It is four years since the first version of this book appeared and there has continued to be intense activity focused on Lévy processes and related areas. One way of gauging this is to look at the number of books and monographs which have appeared in this time. Regarding fluctuation theory of Lévy processes, there is a new volume by A. Kyprianou and the St Flour lectures of R. Doney. From the point of view of interactions with analysis, N. Jacob has published the third and final volume of his impressive trilogy. Applications to finance has continued to be a highly active and fast moving area and there are two new books here – a highly comprehensive and thorough guide by R. Cont and P. Tankov and a helpful introduction aimed at practioners from W. Schoutens. There have also been new editions of classic texts by Jacod and Shiryaev and Protter.

Changes to the present volume are of two types. On the one hand there was the need to correct errors and typos and also to make improvements where this was appropriate. In this respect, I am extremely grateful to all those readers who contacted me with remarks and suggestions. In particular I would like to thank Fangjun Xu, who is currently a first-year graduate student at Nanzai University, who worked through the whole book with great zeal and provided me with an extremely helpful list of typos and mistakes.

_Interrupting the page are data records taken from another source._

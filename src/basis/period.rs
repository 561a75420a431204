//! Basis periods: a date interval with facts, couplings and a rule memo

use super::facts::PeriodFacts;
use super::rule::Rule;
use crate::agreement::{AgreementProduct, AgreementRecord, AgreementVersion};
use crate::domain::{days_inclusive, overlaps, AgreementId, Percentage, Year};
use crate::error::{Error, Result};
use crate::periodize::PositionRecord;
use crate::premium::Product;
use crate::wages::WageGradeGrouping;
use chrono::NaiveDate;
use std::any::{Any, TypeId};
use std::cell::RefCell;
use std::collections::HashMap;
use std::fmt;
use std::sync::Arc;

/// Links to the source records a period overlaps. The records are shared,
/// never owned by the period.
#[derive(Debug, Clone, Default, PartialEq)]
pub struct Couplings {
    /// Position records covering the period
    pub positions: Vec<Arc<PositionRecord>>,
    /// Agreement versions and products in force during the period
    pub agreements: Vec<Arc<AgreementRecord>>,
    /// Wage grade groupings valid during the period
    pub wage_grades: Vec<Arc<WageGradeGrouping>>,
}

/// One interval `[from, to]` of a basis. An absent `to` is open-ended.
pub struct BasisPeriod {
    from: NaiveDate,
    to: Option<NaiveDate>,
    pub facts: PeriodFacts,
    pub couplings: Couplings,
    memo: RefCell<HashMap<TypeId, Box<dyn Any + Send>>>,
}

impl BasisPeriod {
    pub fn new(from: NaiveDate, to: Option<NaiveDate>) -> Result<Self> {
        if let Some(to) = to {
            if to < from {
                return Err(Error::InvalidState(format!(
                    "period ends {} before it starts {}",
                    to, from
                )));
            }
        }
        Ok(Self {
            from,
            to,
            facts: PeriodFacts::default(),
            couplings: Couplings::default(),
            memo: RefCell::new(HashMap::new()),
        })
    }

    pub fn with_facts(mut self, facts: PeriodFacts) -> Self {
        self.facts = facts;
        self
    }

    pub fn with_couplings(mut self, couplings: Couplings) -> Self {
        self.couplings = couplings;
        self
    }

    pub fn from(&self) -> NaiveDate {
        self.from
    }

    pub fn to(&self) -> Option<NaiveDate> {
        self.to
    }

    /// Number of days covered, `None` when open-ended
    pub fn days(&self) -> Option<i64> {
        self.to.map(|to| days_inclusive(self.from, to))
    }

    pub fn overlaps(&self, from: NaiveDate, to: Option<NaiveDate>) -> bool {
        overlaps(self.from, self.to, from, to)
    }

    pub fn is_fictional(&self) -> bool {
        self.facts.fictional
    }

    pub fn is_terminal(&self) -> bool {
        self.facts.terminal
    }

    pub fn year(&self) -> Result<Year> {
        self.facts.year.ok_or_else(|| Error::missing_fact("year", self))
    }

    pub fn agreement(&self) -> Result<AgreementId> {
        self.facts
            .agreement
            .ok_or_else(|| Error::missing_fact("agreement", self))
    }

    pub fn employment_percentage(&self) -> Result<Percentage> {
        self.facts
            .employment_percentage
            .ok_or_else(|| Error::missing_fact("employment_percentage", self))
    }

    /// Evaluates `rule` against this period, memoized per result type
    pub fn evaluate<R: Rule + ?Sized>(&self, rule: &R) -> Result<R::Output> {
        let key = TypeId::of::<R::Output>();
        if let Some(cached) = self.memo.borrow().get(&key) {
            if let Some(value) = cached.downcast_ref::<R::Output>() {
                return Ok(value.clone());
            }
        }

        // The memo is not borrowed while the rule runs; rules may evaluate
        // other rules on the same period.
        let value = rule.compute(self)?;
        self.memo.borrow_mut().insert(key, Box::new(value.clone()));
        Ok(value)
    }

    /// The agreement product for `product` coupled to this period, checked
    /// for duplicates
    pub fn agreement_product(&self, product: Product) -> Result<Option<&AgreementProduct>> {
        let agreement = self.agreement()?;
        let matches: Vec<&AgreementProduct> = self
            .couplings
            .agreements
            .iter()
            .filter_map(|record| record.as_product())
            .filter(|p| p.agreement == agreement && p.product == product)
            .filter(|p| self.overlaps(p.from, p.to))
            .collect();
        single_coupling(self, &format!("{} product {}", agreement, product), matches)
    }

    /// The agreement version coupled to this period, checked for duplicates
    pub fn agreement_version(&self) -> Result<Option<&AgreementVersion>> {
        let agreement = self.agreement()?;
        let matches: Vec<&AgreementVersion> = self
            .couplings
            .agreements
            .iter()
            .filter_map(|record| record.as_version())
            .filter(|v| v.agreement == agreement)
            .filter(|v| self.overlaps(v.from, v.to))
            .collect();
        single_coupling(self, &format!("{} version", agreement), matches)
    }
}

fn single_coupling<'a, T: fmt::Debug>(
    period: &BasisPeriod,
    what: &str,
    matches: Vec<&'a T>,
) -> Result<Option<&'a T>> {
    match matches.as_slice() {
        [] => Ok(None),
        [single] => Ok(Some(*single)),
        all => Err(Error::DataInconsistency(format!(
            "period {} is coupled to {} records of {}: {:?}",
            period,
            all.len(),
            what,
            all
        ))),
    }
}

impl Clone for BasisPeriod {
    /// Copies interval, facts and couplings. The rule memo starts empty.
    fn clone(&self) -> Self {
        Self {
            from: self.from,
            to: self.to,
            facts: self.facts.clone(),
            couplings: self.couplings.clone(),
            memo: RefCell::new(HashMap::new()),
        }
    }
}

impl PartialEq for BasisPeriod {
    fn eq(&self, other: &Self) -> bool {
        self.from == other.from
            && self.to == other.to
            && self.facts == other.facts
            && self.couplings == other.couplings
    }
}

impl fmt::Debug for BasisPeriod {
    fn fmt(&self, f: &mut fmt::Formatter<'_>) -> fmt::Result {
        f.debug_struct("BasisPeriod")
            .field("from", &self.from)
            .field("to", &self.to)
            .field("facts", &self.facts)
            .field("couplings", &self.couplings)
            .finish()
    }
}

impl fmt::Display for BasisPeriod {
    fn fmt(&self, f: &mut fmt::Formatter<'_>) -> fmt::Result {
        match self.to {
            Some(to) => write!(f, "[{}, {}]", self.from, to),
            None => write!(f, "[{}, ..]", self.from),
        }
    }
}
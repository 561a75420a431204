//! Per-product premium rules
//!
//! Two formula shapes exist:
//! - rate of basis: machine basis × the agreement's percentage rates
//! - rate of eligible share: a validated eligibility fraction × the
//!   agreement's flat kroner rates
//!
//! Group life and occupational injury are wired to [`ZeroPremium`] in the
//! standard rule set until the business decides how they are to be billed.
//! Every product still gets a rule so every period yields a premium triple
//! for every product.

use super::amount::Premiebeloep;
use super::rates::Product;
use super::triple::Premium;
use crate::basis::{BasisPeriod, Rule};
use crate::domain::{Kroner, Percentage};
use crate::error::{Error, Result};
use rust_decimal::Decimal;
use std::collections::BTreeMap;
use std::sync::Arc;

/// Tolerance for eligibility fractions, four decimal digits
const SHARE_TOLERANCE: Decimal = Decimal::from_parts(1, 0, 0, false, 4);

/// Computes one product's premium for one period
pub trait PremiumRule: Send + Sync {
    fn product(&self) -> Product;

    fn premium(&self, period: &BasisPeriod, machine_basis: Kroner) -> Result<Premium>;
}

/// Machine basis × the agreement's percentage rates for the product.
/// An agreement without a percentage table for the product owes nothing.
#[derive(Debug, Clone, Copy)]
pub struct RateOfBasisPremium {
    product: Product,
}

impl RateOfBasisPremium {
    pub fn new(product: Product) -> Self {
        Self { product }
    }
}

impl PremiumRule for RateOfBasisPremium {
    fn product(&self) -> Product {
        self.product
    }

    fn premium(&self, period: &BasisPeriod, machine_basis: Kroner) -> Result<Premium> {
        let rates = match period
            .agreement_product(self.product)?
            .and_then(|p| p.rates.percent())
        {
            Some(rates) => *rates,
            None => return Ok(Premium::zero()),
        };

        let basis = Premiebeloep::from_kroner(machine_basis)?;
        Ok(Premium::new(
            basis.multiply_by_rate(rates.employer)?,
            basis.multiply_by_rate(rates.member)?,
            basis.multiply_by_rate(rates.admin_fee)?,
        ))
    }
}

/// Always zero. Placeholder for products whose billing is not yet decided.
#[derive(Debug, Clone, Copy)]
pub struct ZeroPremium {
    product: Product,
}

impl ZeroPremium {
    pub fn new(product: Product) -> Self {
        Self { product }
    }
}

impl PremiumRule for ZeroPremium {
    fn product(&self) -> Product {
        self.product
    }

    fn premium(&self, _period: &BasisPeriod, _machine_basis: Kroner) -> Result<Premium> {
        Ok(Premium::zero())
    }
}

/// Domain of an eligibility fraction
#[derive(Debug, Clone, Copy, PartialEq, Eq)]
pub enum EligibleShareFormula {
    /// Exactly 0% or 100%
    ZeroOrFull,
    /// Anything in [0%, 100%]
    Continuous,
}

impl EligibleShareFormula {
    pub fn validate(&self, product: Product, share: Percentage) -> Result<Percentage> {
        let fraction = share.as_fraction();
        let near = |target: Decimal| (fraction - target).abs() <= SHARE_TOLERANCE;
        let valid = match self {
            EligibleShareFormula::ZeroOrFull => near(Decimal::ZERO) || near(Decimal::ONE),
            EligibleShareFormula::Continuous => {
                fraction >= -SHARE_TOLERANCE && fraction <= Decimal::ONE + SHARE_TOLERANCE
            }
        };
        if !valid {
            let expected = match self {
                EligibleShareFormula::ZeroOrFull => "0% or 100%",
                EligibleShareFormula::Continuous => "between 0% and 100%",
            };
            return Err(Error::InvalidArgument(format!(
                "eligible share for {} must be {}, was {}",
                product, expected, share
            )));
        }
        Ok(share)
    }
}

fn eligible_share_premium(
    period: &BasisPeriod,
    product: Product,
    formula: EligibleShareFormula,
    share: Percentage,
) -> Result<Premium> {
    let share = formula.validate(product, share)?;
    let rates = match period.agreement_product(product)?.and_then(|p| p.rates.amount()) {
        Some(rates) => *rates,
        None => return Ok(Premium::zero()),
    };
    Ok(Premium::new(
        rates.employer.multiply_by_rate(share)?,
        rates.member.multiply_by_rate(share)?,
        rates.admin_fee.multiply_by_rate(share)?,
    ))
}

/// Yearly billing share for group life, 0% or 100%
#[derive(Debug, Clone, Copy, PartialEq, Eq)]
pub struct GroupLifeShare(pub Percentage);

/// Yearly billing share for occupational injury, 0% to 100%
#[derive(Debug, Clone, Copy, PartialEq, Eq)]
pub struct InjuryShare(pub Percentage);

/// Group life premium from flat rates. Not part of the standard rule set.
#[derive(Clone)]
pub struct GroupLifePremium {
    eligibility: Arc<dyn Rule<Output = GroupLifeShare>>,
}

impl GroupLifePremium {
    pub fn new(eligibility: Arc<dyn Rule<Output = GroupLifeShare>>) -> Self {
        Self { eligibility }
    }
}

impl PremiumRule for GroupLifePremium {
    fn product(&self) -> Product {
        Product::GroupLife
    }

    fn premium(&self, period: &BasisPeriod, _machine_basis: Kroner) -> Result<Premium> {
        let GroupLifeShare(share) = period.evaluate(self.eligibility.as_ref())?;
        eligible_share_premium(period, Product::GroupLife, EligibleShareFormula::ZeroOrFull, share)
    }
}

/// Occupational injury premium from flat rates. Not part of the standard rule set.
#[derive(Clone)]
pub struct InjuryPremium {
    eligibility: Arc<dyn Rule<Output = InjuryShare>>,
}

impl InjuryPremium {
    pub fn new(eligibility: Arc<dyn Rule<Output = InjuryShare>>) -> Self {
        Self { eligibility }
    }
}

impl PremiumRule for InjuryPremium {
    fn product(&self) -> Product {
        Product::OccupationalInjury
    }

    fn premium(&self, period: &BasisPeriod, _machine_basis: Kroner) -> Result<Premium> {
        let InjuryShare(share) = period.evaluate(self.eligibility.as_ref())?;
        eligible_share_premium(
            period,
            Product::OccupationalInjury,
            EligibleShareFormula::Continuous,
            share,
        )
    }
}

/// Exactly one premium rule per product
#[derive(Clone)]
pub struct PremiumRuleSet {
    rules: BTreeMap<Product, Arc<dyn PremiumRule>>,
}

impl PremiumRuleSet {
    pub fn new(rules: Vec<Arc<dyn PremiumRule>>) -> Result<Self> {
        let mut by_product: BTreeMap<Product, Arc<dyn PremiumRule>> = BTreeMap::new();
        for rule in rules {
            let product = rule.product();
            if by_product.insert(product, rule).is_some() {
                return Err(Error::InvalidArgument(format!(
                    "more than one premium rule for {}",
                    product
                )));
            }
        }
        if let Some(missing) = Product::ALL.iter().find(|p| !by_product.contains_key(*p)) {
            return Err(Error::InvalidArgument(format!(
                "no premium rule for {}",
                missing
            )));
        }
        Ok(Self { rules: by_product })
    }

    /// The production wiring: percentage products computed, flat-rate
    /// products zero
    pub fn standard() -> Self {
        let mut rules: BTreeMap<Product, Arc<dyn PremiumRule>> = BTreeMap::new();
        for product in [Product::Pension, Product::Disability, Product::SupplementaryPension] {
            rules.insert(product, Arc::new(RateOfBasisPremium::new(product)));
        }
        for product in [Product::GroupLife, Product::OccupationalInjury] {
            rules.insert(product, Arc::new(ZeroPremium::new(product)));
        }
        Self { rules }
    }

    /// Premium for every product in `period`
    pub fn premiums(&self, period: &BasisPeriod, machine_basis: Kroner) -> Result<BTreeMap<Product, Premium>> {
        self.rules
            .iter()
            .map(|(product, rule)| Ok((*product, rule.premium(period, machine_basis)?)))
            .collect()
    }
}

impl Default for PremiumRuleSet {
    fn default() -> Self {
        Self::standard()
    }
}
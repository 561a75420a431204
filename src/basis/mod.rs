//! Periodized time-series input: periods, bases and the rule contract
//!
//! A [`Basis`] is an ordered sequence of non-overlapping [`BasisPeriod`]s.
//! Each period carries a closed set of facts ([`PeriodFacts`]), shared links
//! to the source records it overlaps ([`Couplings`]), and a per-period memo
//! of [`Rule`] results keyed by result type.

mod facts;
mod period;
mod rule;
mod timeline;

pub use facts::{BasisFacts, PeriodFacts};
pub use period::{BasisPeriod, Couplings};
pub use rule::{rule_fn, Rule, RuleFn};
pub use timeline::Basis;
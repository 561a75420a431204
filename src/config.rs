//! Pipeline configuration

use crate::domain::Year;
use crate::error::{Error, Result};
use serde::{Deserialize, Serialize};
use std::fs::File;
use std::io::BufReader;
use std::path::Path;

#[derive(Debug, Clone, PartialEq, Eq, Serialize, Deserialize)]
#[serde(default)]
pub struct PipelineConfig {
    /// First year of the observation window
    pub first_year: i32,

    /// Last year of the observation window, inclusive
    pub last_year: i32,

    /// Process positions on the rayon pool
    pub parallel: bool,
}

impl Default for PipelineConfig {
    fn default() -> Self {
        Self {
            first_year: 2012,
            last_year: 2012,
            parallel: false,
        }
    }
}

impl PipelineConfig {
    /// Load from a JSON file. Missing fields take their defaults.
    pub fn from_json_path(path: &Path) -> Result<Self> {
        let reader = BufReader::new(File::open(path)?);
        let config: PipelineConfig = serde_json::from_reader(reader)?;
        config.validate()?;
        Ok(config)
    }

    pub fn validate(&self) -> Result<()> {
        if self.first_year > self.last_year {
            return Err(Error::InvalidArgument(format!(
                "first_year {} is after last_year {}",
                self.first_year, self.last_year
            )));
        }
        Ok(())
    }

    pub fn window(&self) -> (Year, Year) {
        (Year(self.first_year), Year(self.last_year))
    }
}
//! Premium time series: per-position observations month by month
//!
//! A position basis is split per year, each year is observed at every month
//! end, and every observation basis yields one [`Observation`] per agreement.

mod aggregate;
mod annual;
mod collaborators;
mod observation;
mod orchestrator;

pub use aggregate::{aggregate_by_agreement, Observation};
pub use annual::annual_bases;
pub use collaborators::{DiscardObservations, FailureHandler, IgnoreFailures, Publisher};
pub use observation::observation_bases;
pub use orchestrator::{MeasureRules, PositionOutcome, RunSummary, TimeSeriesOrchestrator};
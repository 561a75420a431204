//! Position history: the already-translated input records for one position

use crate::domain::{overlaps, AgreementId, Kroner, Percentage, PositionId, PremiumStatus};
use crate::wages::PayGrade;
use chrono::NaiveDate;
use serde::{Deserialize, Serialize};
use std::fmt;

/// The state of a position from `from` until `to` (absent while ongoing)
#[derive(Debug, Clone, PartialEq, Eq, Serialize, Deserialize)]
pub struct PositionRecord {
    pub from: NaiveDate,
    pub to: Option<NaiveDate>,
    pub agreement: AgreementId,
    pub employment_percentage: Percentage,
    #[serde(default)]
    pub pay_grade: Option<PayGrade>,
    #[serde(default)]
    pub annual_salary: Option<Kroner>,
}

impl PositionRecord {
    pub fn new(from: NaiveDate, to: Option<NaiveDate>, agreement: AgreementId, employment_percentage: Percentage) -> Self {
        Self {
            from,
            to,
            agreement,
            employment_percentage,
            pay_grade: None,
            annual_salary: None,
        }
    }

    pub fn with_salary(mut self, annual_salary: Kroner) -> Self {
        self.annual_salary = Some(annual_salary);
        self
    }

    pub fn with_pay_grade(mut self, grade: PayGrade) -> Self {
        self.pay_grade = Some(grade);
        self
    }

    pub fn overlaps(&self, from: NaiveDate, to: Option<NaiveDate>) -> bool {
        overlaps(self.from, self.to, from, to)
    }
}

impl fmt::Display for PositionRecord {
    fn fmt(&self, f: &mut fmt::Formatter<'_>) -> fmt::Result {
        match self.to {
            Some(to) => write!(f, "[{}, {}] {}", self.from, to, self.agreement),
            None => write!(f, "[{}, ..] {}", self.from, self.agreement),
        }
    }
}

/// Every record known for one position
#[derive(Debug, Clone, PartialEq, Eq, Serialize, Deserialize)]
pub struct PositionHistory {
    pub position: PositionId,
    #[serde(default)]
    pub premium_status: Option<PremiumStatus>,
    pub records: Vec<PositionRecord>,
}

impl PositionHistory {
    pub fn new(position: PositionId, records: Vec<PositionRecord>) -> Self {
        Self {
            position,
            premium_status: None,
            records,
        }
    }

    pub fn with_premium_status(mut self, status: PremiumStatus) -> Self {
        self.premium_status = Some(status);
        self
    }
}
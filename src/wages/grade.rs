//! Wage-grade tables and the consistency-checked salary lookup

use crate::basis::BasisPeriod;
use crate::domain::{overlaps, Kroner};
use crate::error::{Error, Result};
use chrono::NaiveDate;
use serde::{Deserialize, Serialize};
use std::collections::BTreeMap;
use std::fmt;
use std::sync::Arc;

/// Pay grade (lønnstrinn) on the public wage scale
#[derive(Debug, Clone, Copy, PartialEq, Eq, PartialOrd, Ord, Hash, Serialize, Deserialize)]
pub struct PayGrade(pub u16);

impl fmt::Display for PayGrade {
    fn fmt(&self, f: &mut fmt::Formatter<'_>) -> fmt::Result {
        write!(f, "pay grade {}", self.0)
    }
}

/// One grade's yearly salary, valid for a date range
#[derive(Debug, Clone, PartialEq, Eq, Serialize, Deserialize)]
pub struct WageGradeRecord {
    pub grade: PayGrade,
    pub from: NaiveDate,
    pub to: Option<NaiveDate>,
    pub annual_salary: Kroner,
}

/// All grade records sharing one identical effective date range
#[derive(Debug, Clone, PartialEq, Eq)]
pub struct WageGradeGrouping {
    pub from: NaiveDate,
    pub to: Option<NaiveDate>,
    salaries: BTreeMap<PayGrade, Kroner>,
}

impl WageGradeGrouping {
    pub fn new(from: NaiveDate, to: Option<NaiveDate>) -> Self {
        Self {
            from,
            to,
            salaries: BTreeMap::new(),
        }
    }

    pub fn with_grade(mut self, grade: PayGrade, annual_salary: Kroner) -> Self {
        self.salaries.insert(grade, annual_salary);
        self
    }

    pub fn salary(&self, grade: PayGrade) -> Option<Kroner> {
        self.salaries.get(&grade).copied()
    }

    pub fn overlaps(&self, from: NaiveDate, to: Option<NaiveDate>) -> bool {
        overlaps(self.from, self.to, from, to)
    }

    pub fn grades(&self) -> usize {
        self.salaries.len()
    }
}

impl fmt::Display for WageGradeGrouping {
    fn fmt(&self, f: &mut fmt::Formatter<'_>) -> fmt::Result {
        match self.to {
            Some(to) => write!(f, "wage grades [{}, {}]", self.from, to),
            None => write!(f, "wage grades [{}, ..]", self.from),
        }
    }
}

/// Every wage-grade grouping known to a run, built once before processing
#[derive(Debug, Clone, Default)]
pub struct WageGradeTable {
    groupings: Vec<Arc<WageGradeGrouping>>,
}

impl WageGradeTable {
    pub fn new() -> Self {
        Self::default()
    }

    /// Groups records by identical `[from, to]` range
    pub fn from_records<I: IntoIterator<Item = WageGradeRecord>>(records: I) -> Self {
        let mut grouped: BTreeMap<(NaiveDate, Option<NaiveDate>), WageGradeGrouping> = BTreeMap::new();
        for record in records {
            let grouping = grouped
                .entry((record.from, record.to))
                .or_insert_with(|| WageGradeGrouping::new(record.from, record.to));
            grouping.salaries.insert(record.grade, record.annual_salary);
        }
        Self {
            groupings: grouped.into_values().map(Arc::new).collect(),
        }
    }

    pub fn groupings(&self) -> &[Arc<WageGradeGrouping>] {
        &self.groupings
    }

    pub fn overlapping(&self, from: NaiveDate, to: Option<NaiveDate>) -> Vec<Arc<WageGradeGrouping>> {
        self.groupings
            .iter()
            .filter(|g| g.overlaps(from, to))
            .cloned()
            .collect()
    }
}

/// Yearly salary for `grade` in `period`.
///
/// Only groupings coupled to the period, active in it and holding the grade
/// count. None of them is a legitimate "no wage configured" answer; more
/// than one is inconsistent reference data.
pub fn salary_for_grade(period: &BasisPeriod, grade: PayGrade) -> Result<Option<Kroner>> {
    let candidates: Vec<&WageGradeGrouping> = period
        .couplings
        .wage_grades
        .iter()
        .map(|g| g.as_ref())
        .filter(|g| g.overlaps(period.from(), period.to()))
        .filter(|g| g.salary(grade).is_some())
        .collect();

    match candidates.as_slice() {
        [] => Ok(None),
        [only] => Ok(only.salary(grade)),
        all => {
            let listed: Vec<String> = all
                .iter()
                .map(|g| format!("{} ({})", g, g.salary(grade).unwrap_or_default()))
                .collect();
            Err(Error::DataInconsistency(format!(
                "{} has {} active wage-grade groupings in period {}: {}",
                grade,
                all.len(),
                period,
                listed.join(", ")
            )))
        }
    }
}

#[cfg(test)]
mod tests {
    use super::*;
    use crate::domain::ymd;

    fn record(grade: u16, from: NaiveDate, to: Option<NaiveDate>, salary: i64) -> WageGradeRecord {
        WageGradeRecord {
            grade: PayGrade(grade),
            from,
            to,
            annual_salary: Kroner::new(salary),
        }
    }

    fn coupled(period: (NaiveDate, NaiveDate), table: &WageGradeTable) -> BasisPeriod {
        let mut p = BasisPeriod::new(period.0, Some(period.1)).unwrap();
        p.couplings.wage_grades = table.overlapping(p.from(), p.to());
        p
    }

    #[test]
    fn test_from_records_groups_identical_ranges() {
        let table = WageGradeTable::from_records(vec![
            record(30, ymd(2011, 5, 1), Some(ymd(2012, 4, 30)), 300_000),
            record(31, ymd(2011, 5, 1), Some(ymd(2012, 4, 30)), 310_000),
            record(30, ymd(2012, 5, 1), None, 320_000),
        ]);
        assert_eq!(table.groupings().len(), 2);
        assert_eq!(table.groupings()[0].grades(), 2);
        assert_eq!(table.groupings()[1].grades(), 1);
    }

    #[test]
    fn test_lookup_at_any_date_returns_at_most_one() {
        let table = WageGradeTable::from_records(vec![
            record(30, ymd(2011, 5, 1), Some(ymd(2012, 4, 30)), 300_000),
            record(30, ymd(2012, 5, 1), Some(ymd(2013, 4, 30)), 320_000),
            record(31, ymd(2012, 5, 1), Some(ymd(2013, 4, 30)), 330_000),
        ]);

        let april = coupled((ymd(2012, 4, 1), ymd(2012, 4, 30)), &table);
        assert_eq!(salary_for_grade(&april, PayGrade(30)).unwrap(), Some(Kroner::new(300_000)));
        assert_eq!(salary_for_grade(&april, PayGrade(31)).unwrap(), None);

        let may = coupled((ymd(2012, 5, 1), ymd(2012, 5, 31)), &table);
        assert_eq!(salary_for_grade(&may, PayGrade(30)).unwrap(), Some(Kroner::new(320_000)));
        assert_eq!(salary_for_grade(&may, PayGrade(31)).unwrap(), Some(Kroner::new(330_000)));
    }

    #[test]
    fn test_unconfigured_grade_is_absent_not_an_error() {
        let table = WageGradeTable::from_records(vec![record(30, ymd(2012, 1, 1), None, 300_000)]);
        let june = coupled((ymd(2012, 6, 1), ymd(2012, 6, 30)), &table);
        assert_eq!(salary_for_grade(&june, PayGrade(99)).unwrap(), None);

        let uncoupled = BasisPeriod::new(ymd(2012, 6, 1), Some(ymd(2012, 6, 30))).unwrap();
        assert_eq!(salary_for_grade(&uncoupled, PayGrade(30)).unwrap(), None);
    }

    #[test]
    fn test_overlapping_groupings_are_inconsistent() {
        let table = WageGradeTable::from_records(vec![
            record(30, ymd(2012, 1, 1), Some(ymd(2012, 12, 31)), 300_000),
            record(30, ymd(2012, 5, 1), None, 320_000),
            // Overlaps too, but lacks the grade
            record(45, ymd(2012, 3, 1), None, 450_000),
        ]);
        let june = coupled((ymd(2012, 6, 1), ymd(2012, 6, 30)), &table);

        let err = salary_for_grade(&june, PayGrade(30)).unwrap_err();
        let message = match err {
            Error::DataInconsistency(message) => message,
            other => panic!("unexpected error {:?}", other),
        };
        assert!(message.contains("pay grade 30"));
        assert!(message.contains("[2012-06-01, 2012-06-30]"));
        assert!(message.contains("wage grades [2012-01-01, 2012-12-31]"));
        assert!(message.contains("wage grades [2012-05-01, ..]"));
        assert!(!message.contains("2012-03-01"));
    }

    #[test]
    fn test_grouping_not_active_in_period_is_ignored() {
        let stale = Arc::new(
            WageGradeGrouping::new(ymd(2010, 1, 1), Some(ymd(2010, 12, 31)))
                .with_grade(PayGrade(30), Kroner::new(250_000)),
        );
        let current = Arc::new(
            WageGradeGrouping::new(ymd(2012, 1, 1), None).with_grade(PayGrade(30), Kroner::new(300_000)),
        );
        let mut june = BasisPeriod::new(ymd(2012, 6, 1), Some(ymd(2012, 6, 30))).unwrap();
        june.couplings.wage_grades = vec![stale, current];
        assert_eq!(salary_for_grade(&june, PayGrade(30)).unwrap(), Some(Kroner::new(300_000)));
    }
}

Summary We begin by introducing the important concepts of filtration, martingale and stopping time. These are then applied to establish the strong Markov property for Lévy processes and to prove that every Lévy process has a càdlàg modification. We then meet random measures, particularly those of Poisson type, and the associated Poisson integrals, which track the jumps of a Lévy process. The most important result of this chapter is the Lévy–Itô decomposition of a Lévy process into a Brownian motion with drift (the continuous part), a Poisson integral (the large jumps) and a compensated Poisson integral (the small jumps). As a corollary, we complete the proof of the Lévy–Khintchine formula. We then obtain necessary and sufficient conditions for a Lévy process to be of finite variation and also to have finite moments. Finally, we establish the interlacing construction, whereby a Lévy process is obtained as the almost-sure limit of a sequence of Brownian motions with drift wherein random jump discontinuities are inserted at random times.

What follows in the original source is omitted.